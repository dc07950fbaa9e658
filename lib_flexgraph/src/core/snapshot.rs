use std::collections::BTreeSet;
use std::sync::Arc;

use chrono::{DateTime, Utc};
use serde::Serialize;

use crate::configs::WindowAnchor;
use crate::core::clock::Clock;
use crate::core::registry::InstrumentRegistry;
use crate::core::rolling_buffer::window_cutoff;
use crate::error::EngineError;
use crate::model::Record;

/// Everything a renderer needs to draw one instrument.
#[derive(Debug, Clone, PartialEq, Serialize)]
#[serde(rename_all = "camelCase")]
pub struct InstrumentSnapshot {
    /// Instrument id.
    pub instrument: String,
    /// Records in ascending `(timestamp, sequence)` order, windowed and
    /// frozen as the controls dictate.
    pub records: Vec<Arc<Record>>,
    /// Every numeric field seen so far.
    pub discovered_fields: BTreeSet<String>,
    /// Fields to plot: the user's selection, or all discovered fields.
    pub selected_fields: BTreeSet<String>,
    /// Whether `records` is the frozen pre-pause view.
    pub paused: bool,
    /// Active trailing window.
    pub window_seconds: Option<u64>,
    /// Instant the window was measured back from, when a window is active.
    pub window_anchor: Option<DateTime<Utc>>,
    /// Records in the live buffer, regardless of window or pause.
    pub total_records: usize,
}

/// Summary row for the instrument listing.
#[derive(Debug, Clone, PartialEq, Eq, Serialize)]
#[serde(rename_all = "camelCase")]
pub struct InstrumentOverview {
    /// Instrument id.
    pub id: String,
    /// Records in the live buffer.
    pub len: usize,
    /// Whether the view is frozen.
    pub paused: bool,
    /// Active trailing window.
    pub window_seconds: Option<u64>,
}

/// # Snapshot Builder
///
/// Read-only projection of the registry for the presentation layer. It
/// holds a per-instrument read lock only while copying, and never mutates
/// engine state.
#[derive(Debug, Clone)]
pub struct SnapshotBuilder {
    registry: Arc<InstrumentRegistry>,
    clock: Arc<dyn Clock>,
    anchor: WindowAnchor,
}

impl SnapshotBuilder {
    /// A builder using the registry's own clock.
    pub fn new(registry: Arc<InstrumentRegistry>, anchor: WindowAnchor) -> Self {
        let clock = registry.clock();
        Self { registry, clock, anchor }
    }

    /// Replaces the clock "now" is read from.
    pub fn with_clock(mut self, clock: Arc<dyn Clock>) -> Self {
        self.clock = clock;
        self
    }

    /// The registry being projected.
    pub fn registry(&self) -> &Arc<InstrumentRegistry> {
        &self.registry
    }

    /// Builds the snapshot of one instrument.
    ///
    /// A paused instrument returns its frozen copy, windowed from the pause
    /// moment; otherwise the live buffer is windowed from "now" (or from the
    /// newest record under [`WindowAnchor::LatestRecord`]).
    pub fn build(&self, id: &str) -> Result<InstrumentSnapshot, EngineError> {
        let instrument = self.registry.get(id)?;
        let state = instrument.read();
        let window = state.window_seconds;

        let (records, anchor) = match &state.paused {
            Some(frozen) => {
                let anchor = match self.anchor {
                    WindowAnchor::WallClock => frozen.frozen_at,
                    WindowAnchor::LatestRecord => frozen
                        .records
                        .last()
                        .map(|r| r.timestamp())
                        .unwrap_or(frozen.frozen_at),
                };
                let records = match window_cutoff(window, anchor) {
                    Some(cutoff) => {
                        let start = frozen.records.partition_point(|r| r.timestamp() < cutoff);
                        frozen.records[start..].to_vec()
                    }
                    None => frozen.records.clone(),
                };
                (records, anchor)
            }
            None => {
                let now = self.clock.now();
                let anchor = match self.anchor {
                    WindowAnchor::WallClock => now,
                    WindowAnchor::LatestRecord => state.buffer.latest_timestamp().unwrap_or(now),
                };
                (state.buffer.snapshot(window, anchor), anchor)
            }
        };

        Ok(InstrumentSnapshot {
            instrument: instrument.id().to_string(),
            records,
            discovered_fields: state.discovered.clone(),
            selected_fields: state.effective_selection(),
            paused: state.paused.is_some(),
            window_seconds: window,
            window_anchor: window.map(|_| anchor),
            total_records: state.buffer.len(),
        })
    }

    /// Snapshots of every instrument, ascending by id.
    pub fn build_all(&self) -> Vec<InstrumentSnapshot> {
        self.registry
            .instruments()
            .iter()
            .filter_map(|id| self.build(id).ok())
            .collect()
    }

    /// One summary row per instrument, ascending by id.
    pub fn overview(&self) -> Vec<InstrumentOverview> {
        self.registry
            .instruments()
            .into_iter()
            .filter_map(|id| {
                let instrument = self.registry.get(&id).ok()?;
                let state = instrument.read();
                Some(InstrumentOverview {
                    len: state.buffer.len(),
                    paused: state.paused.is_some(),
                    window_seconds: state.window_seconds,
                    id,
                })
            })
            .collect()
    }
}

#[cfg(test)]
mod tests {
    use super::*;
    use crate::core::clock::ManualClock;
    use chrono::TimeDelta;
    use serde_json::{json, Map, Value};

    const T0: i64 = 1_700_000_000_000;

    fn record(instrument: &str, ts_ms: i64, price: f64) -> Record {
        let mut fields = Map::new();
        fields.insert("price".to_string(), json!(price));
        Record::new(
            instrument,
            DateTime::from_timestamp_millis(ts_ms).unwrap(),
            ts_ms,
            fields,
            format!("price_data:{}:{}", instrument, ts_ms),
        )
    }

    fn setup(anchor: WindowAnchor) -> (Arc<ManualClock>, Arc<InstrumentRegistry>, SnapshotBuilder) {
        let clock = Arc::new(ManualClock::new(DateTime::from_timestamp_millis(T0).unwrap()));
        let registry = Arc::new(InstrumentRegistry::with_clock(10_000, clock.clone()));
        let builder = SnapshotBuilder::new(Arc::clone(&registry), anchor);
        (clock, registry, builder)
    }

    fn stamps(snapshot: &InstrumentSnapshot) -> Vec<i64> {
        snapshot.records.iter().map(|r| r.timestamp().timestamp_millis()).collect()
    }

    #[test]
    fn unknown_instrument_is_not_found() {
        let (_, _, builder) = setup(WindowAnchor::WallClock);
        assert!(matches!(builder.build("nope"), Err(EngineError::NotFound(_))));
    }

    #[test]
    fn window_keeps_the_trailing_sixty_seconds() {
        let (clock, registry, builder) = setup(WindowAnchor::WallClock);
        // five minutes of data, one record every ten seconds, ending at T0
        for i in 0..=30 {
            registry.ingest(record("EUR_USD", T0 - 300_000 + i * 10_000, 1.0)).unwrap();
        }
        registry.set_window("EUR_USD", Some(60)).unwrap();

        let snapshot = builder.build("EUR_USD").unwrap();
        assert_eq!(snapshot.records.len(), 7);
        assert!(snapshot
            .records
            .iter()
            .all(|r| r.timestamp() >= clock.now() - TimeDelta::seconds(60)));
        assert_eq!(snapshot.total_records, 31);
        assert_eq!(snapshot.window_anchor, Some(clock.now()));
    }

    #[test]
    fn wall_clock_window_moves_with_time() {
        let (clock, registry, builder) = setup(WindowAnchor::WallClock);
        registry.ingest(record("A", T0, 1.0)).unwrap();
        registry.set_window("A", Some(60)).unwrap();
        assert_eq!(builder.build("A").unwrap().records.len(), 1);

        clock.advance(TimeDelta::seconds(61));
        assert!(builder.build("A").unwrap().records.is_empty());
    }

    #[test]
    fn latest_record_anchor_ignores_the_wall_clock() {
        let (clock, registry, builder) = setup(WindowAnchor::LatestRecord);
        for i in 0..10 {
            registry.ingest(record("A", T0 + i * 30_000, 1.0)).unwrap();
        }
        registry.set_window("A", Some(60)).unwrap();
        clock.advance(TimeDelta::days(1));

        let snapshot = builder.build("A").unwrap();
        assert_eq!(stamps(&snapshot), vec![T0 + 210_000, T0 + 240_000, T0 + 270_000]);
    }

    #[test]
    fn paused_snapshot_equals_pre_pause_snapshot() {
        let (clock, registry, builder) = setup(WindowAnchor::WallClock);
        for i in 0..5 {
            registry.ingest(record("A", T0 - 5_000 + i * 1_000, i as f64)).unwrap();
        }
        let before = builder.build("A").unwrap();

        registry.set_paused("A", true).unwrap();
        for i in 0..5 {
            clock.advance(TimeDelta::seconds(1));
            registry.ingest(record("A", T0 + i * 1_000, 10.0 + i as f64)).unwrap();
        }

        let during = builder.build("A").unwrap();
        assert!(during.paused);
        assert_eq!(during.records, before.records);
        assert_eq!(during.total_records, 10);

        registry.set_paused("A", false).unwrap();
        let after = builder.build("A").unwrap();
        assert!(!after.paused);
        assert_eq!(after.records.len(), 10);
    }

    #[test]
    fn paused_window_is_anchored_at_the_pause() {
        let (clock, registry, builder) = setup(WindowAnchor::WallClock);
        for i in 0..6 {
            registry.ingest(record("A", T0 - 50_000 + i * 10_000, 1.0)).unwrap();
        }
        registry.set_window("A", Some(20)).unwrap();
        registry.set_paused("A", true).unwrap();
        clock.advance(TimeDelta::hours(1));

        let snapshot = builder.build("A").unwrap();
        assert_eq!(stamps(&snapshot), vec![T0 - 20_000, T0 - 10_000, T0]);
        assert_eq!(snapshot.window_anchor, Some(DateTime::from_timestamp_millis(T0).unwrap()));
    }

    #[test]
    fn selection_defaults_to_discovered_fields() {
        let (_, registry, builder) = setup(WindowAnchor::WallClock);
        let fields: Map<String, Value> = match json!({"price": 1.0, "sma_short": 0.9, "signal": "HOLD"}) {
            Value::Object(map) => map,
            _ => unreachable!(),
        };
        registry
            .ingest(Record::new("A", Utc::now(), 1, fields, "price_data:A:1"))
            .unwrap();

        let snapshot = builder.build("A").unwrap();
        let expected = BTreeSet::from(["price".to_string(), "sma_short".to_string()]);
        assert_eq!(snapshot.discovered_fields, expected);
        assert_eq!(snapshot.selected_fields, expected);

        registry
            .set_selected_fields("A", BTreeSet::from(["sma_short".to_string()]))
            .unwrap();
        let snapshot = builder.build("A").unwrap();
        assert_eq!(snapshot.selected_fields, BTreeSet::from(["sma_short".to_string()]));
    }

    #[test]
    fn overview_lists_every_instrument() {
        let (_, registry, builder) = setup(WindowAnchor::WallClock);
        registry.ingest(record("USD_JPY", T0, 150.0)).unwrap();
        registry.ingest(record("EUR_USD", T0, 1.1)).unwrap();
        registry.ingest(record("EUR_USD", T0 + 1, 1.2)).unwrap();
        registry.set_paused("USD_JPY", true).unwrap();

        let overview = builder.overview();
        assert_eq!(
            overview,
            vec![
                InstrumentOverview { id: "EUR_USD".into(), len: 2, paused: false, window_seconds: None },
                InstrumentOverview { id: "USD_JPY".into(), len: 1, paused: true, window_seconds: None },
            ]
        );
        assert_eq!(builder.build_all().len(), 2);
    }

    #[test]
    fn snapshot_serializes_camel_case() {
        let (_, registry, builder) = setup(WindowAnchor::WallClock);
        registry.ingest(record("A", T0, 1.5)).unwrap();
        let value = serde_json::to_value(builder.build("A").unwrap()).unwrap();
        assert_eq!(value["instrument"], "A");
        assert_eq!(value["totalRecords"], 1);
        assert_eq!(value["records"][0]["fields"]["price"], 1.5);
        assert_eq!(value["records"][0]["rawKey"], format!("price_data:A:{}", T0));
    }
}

* TASK DETAILS
What you output must match the lines from the beginning of the material through the line with "use crate::core::registry::InstrumentRegistry;" exactly, both ends included.

* SOLUTION
repository dc07950fbaa9e658
filename lib_flexgraph/src/core/snapshot.rs
use std::collections::BTreeSet;
use std::sync::Arc;

use chrono::{DateTime, Utc};
use serde::Serialize;

use crate::configs::WindowAnchor;
use crate::core::clock::Clock;
use crate::core::registry::InstrumentRegistry;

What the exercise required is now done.